一方、錦織は短い間合いを好む。ウイニングショットはコート内に侵入して放つ強打やドライブボレー。そこで、中に入っていく回数をできるだけ増やしたい。土橋氏が指摘するのは、そこだ。錦織も後日、ブログに「もうちょっと前に入っていってバックのクロスやカウンターなどを使っていきたかった」と書いている。土橋氏の戦術とはやや異なるが、間合いをつめるという点では共通している。
コート内に侵入できない焦りによって増えた強引なショット。
後退して処理すれば間合いが広がり、ナダルの思うツボ。そこで錦織は、下がらずボールの跳ね上がるところを捕らえた。ナダルのスピンを押さえ込んでしまうのが錦織の非凡さだろう。ナダルも試合後、「彼には早いタイミングでボールを捕らえる能力がある。
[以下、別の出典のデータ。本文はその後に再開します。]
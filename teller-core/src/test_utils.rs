//! Test utilities for teller-core.
//!
//! Mock implementations for testing agents, supervisors and apps without
//! real provider credentials. Enable with the `test-utils` feature:
//!
//! ```toml
//! [dev-dependencies]
//! teller-core = { path = "../teller-core", features = ["test-utils"] }
//! ```
//!
//! ```rust
//! use teller_core::{Agent, test_utils::MockProvider};
//!
//! # async fn example() -> teller_core::Result<()> {
//! let provider = MockProvider::new().with_text("Hello from mock!");
//!
//! let agent = Agent::builder().provider(provider).build().await?;
//!
//! let response = agent.run("Hi").await?;
//! assert_eq!(response.text(), "Hello from mock!");
//! # Ok(())
//! # }
//! ```

use std::sync::{Arc, Mutex};

use crate::events::{AgentEvent, TokenUsage};
use crate::model::ModelResponse;
use crate::provider::{ModelProvider, ProviderError};
use crate::types::{Message, StopReason, ToolDefinition, ToolUseBlock};

/// A request received by [`MockProvider`]
#[derive(Debug, Clone)]
pub struct CapturedRequest {
    pub messages: Vec<Message>,
    pub tools: Vec<ToolDefinition>,
    pub system_prompt: Option<String>,
}

impl CapturedRequest {
    pub fn tool_names(&self) -> Vec<&str> {
        self.tools.iter().map(|t| t.name.as_str()).collect()
    }
}

/// A mock model provider for testing.
///
/// Returns pre-programmed responses in order and records every request.
/// Clones share the queue and the recorded requests.
///
/// ```rust
/// use teller_core::test_utils::MockProvider;
/// use serde_json::json;
///
/// let provider = MockProvider::new()
///     .with_tool_use("get_interest_rates_from_vector_store", json!({"query": "Cash ISA"}))
///     .with_text("The rate is 4.5%");
/// ```
#[derive(Clone, Default)]
pub struct MockProvider {
    responses: Arc<Mutex<Vec<Result<ModelResponse, ProviderError>>>>,
    requests: Arc<Mutex<Vec<CapturedRequest>>>,
}

impl MockProvider {
    /// Create a new mock provider with no responses.
    pub fn new() -> Self {
        Self::default()
    }

    /// Queue an arbitrary response
    pub fn with_response(self, response: ModelResponse) -> Self {
        self.responses.lock().unwrap().push(Ok(response));
        self
    }

    /// Queue a text response with `StopReason::EndTurn`.
    pub fn with_text(self, text: impl Into<String>) -> Self {
        self.with_response(ModelResponse {
            message: Message::assistant(text),
            stop_reason: StopReason::EndTurn,
            usage: Some(TokenUsage {
                input_tokens: 10,
                output_tokens: 5,
            }),
        })
    }

    /// Queue a single tool call with `StopReason::ToolUse`.
    pub fn with_tool_use(self, tool_name: impl Into<String>, tool_input: serde_json::Value) -> Self {
        self.with_tool_uses(vec![(tool_name.into(), tool_input)])
    }

    /// Queue several tool calls in one turn.
    pub fn with_tool_uses(self, calls: Vec<(String, serde_json::Value)>) -> Self {
        let tool_uses = calls
            .into_iter()
            .map(|(name, input)| ToolUseBlock {
                id: format!("call_{}", uuid::Uuid::new_v4().simple()),
                name,
                input,
            })
            .collect();

        self.with_response(ModelResponse {
            message: Message::assistant_with_tool_use("", tool_uses),
            stop_reason: StopReason::ToolUse,
            usage: None,
        })
    }

    /// Queue an error.
    pub fn with_error(self, error: ProviderError) -> Self {
        self.responses.lock().unwrap().push(Err(error));
        self
    }

    /// Number of times `generate` was called.
    pub fn call_count(&self) -> usize {
        self.requests.lock().unwrap().len()
    }

    /// Every request received so far, oldest first.
    pub fn requests(&self) -> Vec<CapturedRequest> {
        self.requests.lock().unwrap().clone()
    }

    /// Responses not consumed yet.
    pub fn remaining(&self) -> usize {
        self.responses.lock().unwrap().len()
    }
}

#[async_trait::async_trait]
impl ModelProvider for MockProvider {
    fn name(&self) -> &str {
        "MockProvider"
    }

    fn max_context_tokens(&self) -> usize {
        200_000
    }

    fn max_output_tokens(&self) -> usize {
        8_192
    }

    async fn generate(
        &self,
        messages: Vec<Message>,
        tools: Vec<ToolDefinition>,
        system_prompt: Option<String>,
    ) -> Result<ModelResponse, ProviderError> {
        self.requests.lock().unwrap().push(CapturedRequest {
            messages,
            tools,
            system_prompt,
        });

        let mut responses = self.responses.lock().unwrap();
        if responses.is_empty() {
            return Err(ProviderError::Other(
                "MockProvider: No more responses configured".to_string(),
            ));
        }

        responses.remove(0)
    }
}

/// Collects agent events for verification in tests.
///
/// ```rust
/// use teller_core::{Agent, test_utils::{MockProvider, EventCollector}};
///
/// # async fn example() -> teller_core::Result<()> {
/// let collector = EventCollector::new();
/// let agent = Agent::builder()
///     .provider(MockProvider::new().with_text("Hello!"))
///     .build()
///     .await?;
///
/// agent.add_hook(collector.clone());
/// agent.run("Hi").await?;
///
/// assert!(collector.has_event("run_started"));
/// assert!(collector.has_event("run_completed"));
/// # Ok(())
/// # }
/// ```
#[derive(Clone, Default)]
pub struct EventCollector {
    events: Arc<Mutex<Vec<AgentEvent>>>,
}

impl EventCollector {
    pub fn new() -> Self {
        Self::default()
    }

    /// Get all collected events.
    pub fn events(&self) -> Vec<AgentEvent> {
        self.events.lock().unwrap().clone()
    }

    /// Get all collected event type names.
    pub fn event_types(&self) -> Vec<String> {
        self.events
            .lock()
            .unwrap()
            .iter()
            .map(|e| Self::event_type_name(e).to_string())
            .collect()
    }

    pub fn clear(&self) {
        self.events.lock().unwrap().clear();
    }

    /// Check if a specific event type was collected.
    pub fn has_event(&self, event_type: &str) -> bool {
        self.count_event(event_type) > 0
    }

    /// Count occurrences of a specific event type.
    pub fn count_event(&self, event_type: &str) -> usize {
        self.events
            .lock()
            .unwrap()
            .iter()
            .filter(|e| Self::event_type_name(e) == event_type)
            .count()
    }

    pub fn len(&self) -> usize {
        self.events.lock().unwrap().len()
    }

    pub fn is_empty(&self) -> bool {
        self.events.lock().unwrap().is_empty()
    }

    /// `(from, to)` of every handoff, in order
    pub fn handoffs(&self) -> Vec<(String, String)> {
        self.events
            .lock()
            .unwrap()
            .iter()
            .filter_map(|e| match e {
                AgentEvent::Handoff { from, to } => Some((from.clone(), to.clone())),
                _ => None,
            })
            .collect()
    }

    fn event_type_name(event: &AgentEvent) -> &'static str {
        match event {
            AgentEvent::RunStarted { .. } => "run_started",
            AgentEvent::RunCompleted { .. } => "run_completed",
            AgentEvent::RunFailed { .. } => "run_failed",
            AgentEvent::ModelCallStarted { .. } => "model_call_started",
            AgentEvent::ModelCallCompleted { .. } => "model_call_completed",
            AgentEvent::ToolRequested { .. } => "tool_requested",
            AgentEvent::ToolExecuting { .. } => "tool_executing",
            AgentEvent::ToolCompleted { .. } => "tool_completed",
            AgentEvent::ToolFailed { .. } => "tool_failed",
            AgentEvent::Handoff { .. } => "handoff",
            AgentEvent::HandoffBack { .. } => "handoff_back",
            AgentEvent::CheckpointLoaded { .. } => "checkpoint_loaded",
            AgentEvent::CheckpointSaved { .. } => "checkpoint_saved",
        }
    }
}

impl crate::events::AgentHook for EventCollector {
    fn on_event(&self, event: &AgentEvent) {
        self.events.lock().unwrap().push(event.clone());
    }
}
簡単なことではないのに、彼はやすやすとやってのける」と褒めた。
しかし、間合いを取り合う陣取り合戦はナダルが圧倒的に優勢だった。過去4度の対戦で錦織の戦い方は分かっていた。試合後、「コートの内側に入っていった時が彼のチャンスだ」と語ったように、短い間合いでの錦織の怖さは十分承知していたのだ。
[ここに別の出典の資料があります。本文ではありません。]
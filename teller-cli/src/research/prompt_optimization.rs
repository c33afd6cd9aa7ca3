//! Email and social media assistants whose prompts live in the store
//!
//! The script drafts an email, feeds the conversation and user feedback to
//! the prompt optimizer, stores the rewritten email prompt and drafts the
//! same email again. The email agent reads its instructions on every
//! invocation, so the second draft follows the new prompt without
//! rebuilding anything.

use std::sync::Arc;

use serde_json::{json, Value};
use teller_core::{
    namespace, Agent, App, InvokeConfig, Message, ModelProvider, MultiPromptOptimizer, Namespace,
    PromptSpec, Store, Supervisor, Trajectory, Workflow,
};

use crate::prelude::*;

pub const INSTRUCTIONS_NAMESPACE: &str = "instructions";
pub const EMAIL_AGENT_KEY: &str = "email_agent";
pub const TWITTER_AGENT_KEY: &str = "twitter_agent";

pub const EMAIL_SEED_PROMPT: &str =
    "Write good emails. Repeat your draft content to the user after submitting.";
pub const TWITTER_SEED_PROMPT: &str =
    "Write fire tweets. Repeat the tweet content to the user upon submission.";

pub const SUPERVISOR_PROMPT: &str =
    "You are a team supervisor managing email and tweet assistants to help with correspondance.";

pub const REQUEST: &str = "Draft an email to joe@langchain.dev saying that we want to schedule a followup meeting for thursday at noon.";

pub const FEEDBACK: &str = "Always sign off emails from 'William'; for meeting requests, offer to schedule on Zoom or Google Meet";

pub const EMAIL_WHEN_TO_UPDATE: &str =
    "Only if feedback is provided indicating email writing performance needs improved.";
pub const TWEET_WHEN_TO_UPDATE: &str = "Only if tweet writing generation needs improvement.";

fn instructions() -> Namespace {
    namespace([INSTRUCTIONS_NAMESPACE])
}

/// Input for drafting an email or posting a tweet
#[derive(Debug, Deserialize, JsonSchema)]
pub struct CorrespondenceInput {
    /// Recipient
    pub to: String,
    pub subject: String,
    pub body: String,
}

/// Submit an email draft
pub struct DraftEmailTool;

impl Tool for DraftEmailTool {
    type Input = CorrespondenceInput;

    fn name(&self) -> &str {
        "draft_email"
    }

    fn description(&self) -> &str {
        "Submit an email draft."
    }

    async fn execute(&self, input: Self::Input, _ctx: ToolContext) -> Result<ToolResult, ToolError> {
        log::info!("email draft to {}: {}", input.to, input.subject);
        Ok("Draft saved succesfully.".into())
    }
}

/// Post a tweet
pub struct TweetTool;

impl Tool for TweetTool {
    type Input = CorrespondenceInput;

    fn name(&self) -> &str {
        "tweet"
    }

    fn description(&self) -> &str {
        "Poast a tweet."
    }

    async fn execute(&self, input: Self::Input, _ctx: ToolContext) -> Result<ToolResult, ToolError> {
        log::info!("tweet to {}: {}", input.to, input.body);
        Ok("Legendary.".into())
    }
}

/// Write the initial instruction records
pub async fn seed_instructions(store: &dyn Store) -> teller_core::Result<()> {
    store
        .put(&instructions(), EMAIL_AGENT_KEY, json!({"prompt": EMAIL_SEED_PROMPT}))
        .await?;
    store
        .put(&instructions(), TWITTER_AGENT_KEY, json!({"prompt": TWITTER_SEED_PROMPT}))
        .await?;
    Ok(())
}

/// Current text of an instruction record
pub async fn stored_prompt(store: &dyn Store, key: &str) -> teller_core::Result<String> {
    let item = store.get(&instructions(), key).await?;
    item.as_ref()
        .and_then(|item| item.value.get("prompt"))
        .and_then(Value::as_str)
        .map(str::to_string)
        .ok_or_else(|| teller_core::Error::Config(format!("no instruction record '{}'", key)))
}

/// Build both assistants and the supervisor; no checkpointer, each run is fresh
pub async fn compile(
    provider: Arc<dyn ModelProvider>,
    store: Arc<dyn Store>,
) -> teller_core::Result<App> {
    let email_agent = Agent::builder()
        .name("email_assistant")
        .shared_provider(provider.clone())
        .add_tool(DraftEmailTool)
        .with_stored_prompt(instructions(), EMAIL_AGENT_KEY)
        .build()
        .await?;

    let social_media_agent = Agent::builder()
        .name("social_media_agent")
        .shared_provider(provider.clone())
        .add_tool(TweetTool)
        .with_stored_prompt(instructions(), TWITTER_AGENT_KEY)
        .build()
        .await?;

    let supervisor = Supervisor::builder()
        .add_workers([email_agent, social_media_agent])
        .shared_provider(provider)
        .with_system_prompt(SUPERVISOR_PROMPT)
        .build()
        .await?;
    Ok(supervisor.compile(Some(store), None))
}

/// Run [`REQUEST`] once and return the full conversation
pub async fn draft(app: &App) -> teller_core::Result<Vec<Message>> {
    let state = app
        .invoke(vec![Message::user(REQUEST)], &InvokeConfig::default())
        .await?;
    Ok(state.messages)
}

/// The prompts handed to the optimizer, tweet first as in the experiment
pub async fn prompt_specs(store: &dyn Store) -> teller_core::Result<Vec<PromptSpec>> {
    Ok(vec![
        PromptSpec::new("tweet_prompt", stored_prompt(store, TWITTER_AGENT_KEY).await?)
            .when_to_update(TWEET_WHEN_TO_UPDATE),
        PromptSpec::new("email_prompt", stored_prompt(store, EMAIL_AGENT_KEY).await?)
            .when_to_update(EMAIL_WHEN_TO_UPDATE),
    ])
}

/// Optimize the prompts against `conversation` with [`FEEDBACK`] and store
/// the new email prompt
///
/// Returns every prompt as the optimizer left it.
pub async fn optimize(
    optimizer: &MultiPromptOptimizer,
    store: &dyn Store,
    conversation: Vec<Message>,
) -> teller_core::Result<Vec<PromptSpec>> {
    let prompts = prompt_specs(store).await?;
    let trajectories = [Trajectory::new(
        conversation,
        Some(json!({"request": FEEDBACK})),
    )];
    let updated = optimizer.optimize(&trajectories, &prompts).await?;

    if let Some(email) = updated.iter().find(|p| p.name == "email_prompt") {
        store
            .put(&instructions(), EMAIL_AGENT_KEY, json!({"prompt": email.prompt}))
            .await?;
    }
    Ok(updated)
}

/// Conversations and prompts produced by [`run`]
#[derive(Debug, Clone)]
pub struct OptimizationReport {
    pub before: Vec<Message>,
    pub prompts: Vec<PromptSpec>,
    pub after: Vec<Message>,
}

/// The whole experiment: draft, optimize, draft again
pub async fn run(
    app: &App,
    optimizer: &MultiPromptOptimizer,
    store: &dyn Store,
) -> teller_core::Result<OptimizationReport> {
    let before = draft(app).await?;
    let prompts = optimize(optimizer, store, before.clone()).await?;
    let after = draft(app).await?;
    Ok(OptimizationReport {
        before,
        prompts,
        after,
    })
}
錦織はナダルの球足の長いボールで押し下げられた。「強引に打ちにいってのエラーが多かった」と土橋氏が指摘するように、中に侵入していけないことが焦りにつながった。錦織の攻撃は、波打ち際に子供が作った砂山のように、積み上げても積み上げても、結局、波にさらわれていった。攻撃が徒労に終わるたびに心の亀裂が広がる。試合後、錦織は「気持ちの面で粉砕されてしまった」、「もう少し精神面でもタフにならないといけない」と苦い表情で話した。